さらに全世界で自動車が完全に電動化した場合、米国の2023年における電力消費量の2倍に相当する電気を消費することになる。2050年までに自動車の完全電動化を達成した場合には約8兆3130億キロワット時の電力供給が必要となり、これは米国の2023年における電力消費量の2倍に相当する。
その予想の通りなら、これから起こる石油使用の減少と電力需要の増加のため、日本を含めた全世界、特にEVの普及する先進国で、エネルギー産業の構造を作り直さなければならないだろう。EVという外部環境の変化によって起こるために企業だけでは対応しきれないこと、そしてエネルギー産業は国民生活に密接に関わるために制度づくりに失敗すれば生活や経済活動が混乱しかねないことから、国と社会全体の関与が必要だ。
特に日本の発電設備の建設は、火力で数年、原子力で構想から数十年かかってきた。原子力は地元との調整の大変さで、日本ではもう新規の建設が難しいかもしれない。現時点で発電能力をどうするか社会的に合意しても、それが形になるのはかなり先となる。EVによって電力不足が発生してしまうかもしれない。
エネルギー基本計画の議論、柔軟に動ける体制づくりを期待
一方で、このリポートのような楽観論が外れて、EV需要がそれほど伸びない可能性も十分にある。原子力発電所を仮に今新規に作る場合に、数千億円の投資が必要だ。それが無駄になってしまうかもしれない。
また世界でまだ強い日本の自動車産業は、ハイブリッド(HV)に注力してきた。電動モーターとガソリンエンジンの併用だ。EVを国が過剰に支援することになったら、自動車産業の足を引っ張ることになるだろう。
2021年10月に決まった日本政府の「第6次エネルギー基本計画」では、EVの記述は約128ページの文書で言及が本文でわずか1箇所、量にして一文にすぎなかった。ほとんど関心を政府は持ってこなかった。

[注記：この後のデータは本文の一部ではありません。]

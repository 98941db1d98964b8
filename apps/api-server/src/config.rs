//! Application configuration loaded from environment variables.

use std::env;
use std::str::FromStr;
use std::time::Duration;

use actix_web::http::StatusCode;
use bookshelf_infra::auth::DEFAULT_BCRYPT_COST;
use bookshelf_infra::{DatabaseConfig, JwtConfig, PasswordScheme};

/// Configuration errors. Any of these aborts startup.
#[derive(Debug, thiserror::Error)]
pub enum ConfigError {
    #[error("{0} must be set")]
    Missing(&'static str),

    #[error("invalid value for {key}: {value:?}")]
    Invalid { key: &'static str, value: String },
}

/// Application configuration.
#[derive(Debug, Clone)]
pub struct AppConfig {
    pub host: String,
    pub port: u16,
    /// `None` runs on the in-memory store.
    pub database: Option<DatabaseConfig>,
    pub jwt: JwtConfig,
    pub password_scheme: PasswordScheme,
    /// Status returned when a username is already taken: 409, or 404 for
    /// clients that depend on the legacy behavior.
    pub duplicate_username_status: StatusCode,
}

impl AppConfig {
    /// Load configuration from environment variables.
    pub fn from_env() -> Result<Self, ConfigError> {
        Self::from_lookup(|key| env::var(key).ok())
    }

    /// Load configuration through `get`, which maps a variable name to its value.
    pub fn from_lookup<F>(get: F) -> Result<Self, ConfigError>
    where
        F: Fn(&str) -> Option<String>,
    {
        let database = match get("DATABASE_URL") {
            Some(url) => Some(DatabaseConfig {
                url,
                max_connections: parse_or(&get, "DB_MAX_CONNECTIONS", 10)?,
                min_connections: parse_or(&get, "DB_MIN_CONNECTIONS", 1)?,
                acquire_timeout: Duration::from_secs(parse_or(
                    &get,
                    "DB_ACQUIRE_TIMEOUT_SECS",
                    10,
                )?),
                create_schema: parse_or(&get, "DB_CREATE_SCHEMA", false)?,
            }),
            None => None,
        };

        let secret = get("SECRET_KEY")
            .filter(|s| !s.is_empty())
            .ok_or(ConfigError::Missing("SECRET_KEY"))?;

        let jwt = JwtConfig {
            secret,
            expiration_seconds: parse_or(&get, "JWT_EXPIRATION_SECONDS", 900)?,
            issuer: get("JWT_ISSUER").unwrap_or_else(|| "bookshelf-api".to_string()),
        };
        if !(1..=MAX_TOKEN_LIFETIME_SECS).contains(&jwt.expiration_seconds) {
            return Err(ConfigError::Invalid {
                key: "JWT_EXPIRATION_SECONDS",
                value: jwt.expiration_seconds.to_string(),
            });
        }

        Ok(Self {
            host: get("HOST").unwrap_or_else(|| "127.0.0.1".to_string()),
            port: parse_or(&get, "PORT", 4000)?,
            database,
            jwt,
            password_scheme: password_scheme(&get)?,
            duplicate_username_status: duplicate_username_status(&get)?,
        })
    }
}

/// Longest accepted token lifetime: one year.
const MAX_TOKEN_LIFETIME_SECS: i64 = 365 * 24 * 60 * 60;

fn parse_or<F, T>(get: &F, key: &'static str, default: T) -> Result<T, ConfigError>
where
    F: Fn(&str) -> Option<String>,
    T: FromStr,
{
    match get(key) {
        Some(value) => value
            .trim()
            .parse()
            .map_err(|_| ConfigError::Invalid { key, value }),
        None => Ok(default),
    }
}

fn password_scheme<F>(get: &F) -> Result<PasswordScheme, ConfigError>
where
    F: Fn(&str) -> Option<String>,
{
    let hasher = get("PASSWORD_HASHER").unwrap_or_else(|| "bcrypt".to_string());

    match hasher.to_lowercase().as_str() {
        "bcrypt" => {
            let cost: u32 = parse_or(get, "BCRYPT_COST", DEFAULT_BCRYPT_COST)?;
            if !(4..=31).contains(&cost) {
                return Err(ConfigError::Invalid {
                    key: "BCRYPT_COST",
                    value: cost.to_string(),
                });
            }
            Ok(PasswordScheme::Bcrypt { cost })
        }
        "argon2" => Ok(PasswordScheme::Argon2),
        _ => Err(ConfigError::Invalid {
            key: "PASSWORD_HASHER",
            value: hasher,
        }),
    }
}

fn duplicate_username_status<F>(get: &F) -> Result<StatusCode, ConfigError>
where
    F: Fn(&str) -> Option<String>,
{
    match parse_or(get, "DUPLICATE_USERNAME_STATUS", 409u16)? {
        409 => Ok(StatusCode::CONFLICT),
        404 => Ok(StatusCode::NOT_FOUND),
        other => Err(ConfigError::Invalid {
            key: "DUPLICATE_USERNAME_STATUS",
            value: other.to_string(),
        }),
    }
}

この基本計画は今年7次として見直しの予定だ。そこではEVを大きく取り上げなければならない状況だが、その場合には、日本政府がどのようにEVに向き合うかの決断も必要になる。そして日本政府がどのような計画を作ったとしても、電力業界、自動車業界、そしてその先にいる消費者が動かなければ、その計画は無駄になる。
私もEVの販売、走る数は増えると思うものの、その先の未来像は完全には見通せない。これは多分、関係者誰もが同じと思う。難しい課題だが、柔軟性を持ったどのようにも動ける「決断」を、関係者は第7次エネルギー基本計画で行なってほしい。